***** DATASET EXCERPTS *****
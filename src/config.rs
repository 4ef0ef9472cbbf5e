//! Supabase project configuration.
//!
//! Values are baked in at build time from `SUPABASE_URL` and
//! `SUPABASE_ANON_KEY`; a WASM bundle has no process environment at runtime.

#[cfg(test)]
#[path = "config_test.rs"]
mod config_test;

/// Default API URL of a local `supabase start` stack.
pub const DEFAULT_SUPABASE_URL: &str = "http://127.0.0.1:54321";

#[derive(Debug, Clone, PartialEq, Eq, thiserror::Error)]
pub enum ConfigError {
    #[error("SUPABASE_URL must start with http:// or https://, got {0:?}")]
    InvalidUrl(String),
}

#[derive(Debug, Clone, PartialEq, Eq)]
pub struct SupabaseConfig {
    /// Project API URL without a trailing slash.
    pub url: String,
    /// Public anon key sent as the `apikey` header.
    pub anon_key: String,
}

impl SupabaseConfig {
    /// Validate and normalize a project URL.
    ///
    /// # Errors
    ///
    /// Returns [`ConfigError::InvalidUrl`] for a non-http(s) URL.
    pub fn new(url: &str, anon_key: &str) -> Result<Self, ConfigError> {
        let trimmed = url.trim().trim_end_matches('/');
        let host = trimmed
            .strip_prefix("https://")
            .or_else(|| trimmed.strip_prefix("http://"))
            .unwrap_or_default();
        if host.is_empty() {
            return Err(ConfigError::InvalidUrl(url.to_owned()));
        }
        Ok(Self { url: trimmed.to_owned(), anon_key: anon_key.trim().to_owned() })
    }

    /// Local `supabase start` stack with no anon key.
    #[must_use]
    pub fn local() -> Self {
        Self { url: DEFAULT_SUPABASE_URL.to_owned(), anon_key: String::new() }
    }

    /// Build from compile-time environment, falling back to the local dev stack.
    ///
    /// # Errors
    ///
    /// Returns [`ConfigError::InvalidUrl`] if `SUPABASE_URL` was set to a bad value.
    pub fn from_build_env() -> Result<Self, ConfigError> {
        Self::new(
            option_env!("SUPABASE_URL").unwrap_or(DEFAULT_SUPABASE_URL),
            option_env!("SUPABASE_ANON_KEY").unwrap_or_default(),
        )
    }

    /// First label of the host (`abcd` for `https://abcd.supabase.co`).
    #[must_use]
    pub fn project_ref(&self) -> &str {
        let host = self
            .url
            .split_once("://")
            .map_or(self.url.as_str(), |(_, rest)| rest);
        let host = host.split(['/', ':']).next().unwrap_or(host);
        host.split('.').next().unwrap_or(host)
    }

    /// `localStorage` key the session is persisted under.
    #[must_use]
    pub fn storage_key(&self) -> String {
        format!("sb-{}-auth-token", self.project_ref())
    }

    /// GoTrue endpoint, e.g. `auth_url("token?grant_type=password")`.
    #[must_use]
    pub fn auth_url(&self, path: &str) -> String {
        format!("{}/auth/v1/{path}", self.url)
    }

    /// PostgREST endpoint, e.g. `rest_url("users?id=eq.1")`.
    #[must_use]
    pub fn rest_url(&self, path: &str) -> String {
        format!("{}/rest/v1/{path}", self.url)
    }
}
*****
EXERCISE OBJECTIVE
Nothing but the exact lines from the start of the material through the line holding "Default API URL", both included, belongs in the answer.

SOLUTION
filename src/config.rs
repository 4ef0ef9472cbbf5e
//! Supabase project configuration.
//!
//! Values are baked in at build time from `SUPABASE_URL` and
//! `SUPABASE_ANON_KEY`; a WASM bundle has no process environment at runtime.

#[cfg(test)]
#[path = "config_test.rs"]
mod config_test;

/// Default API URL of a local `supabase start` stack.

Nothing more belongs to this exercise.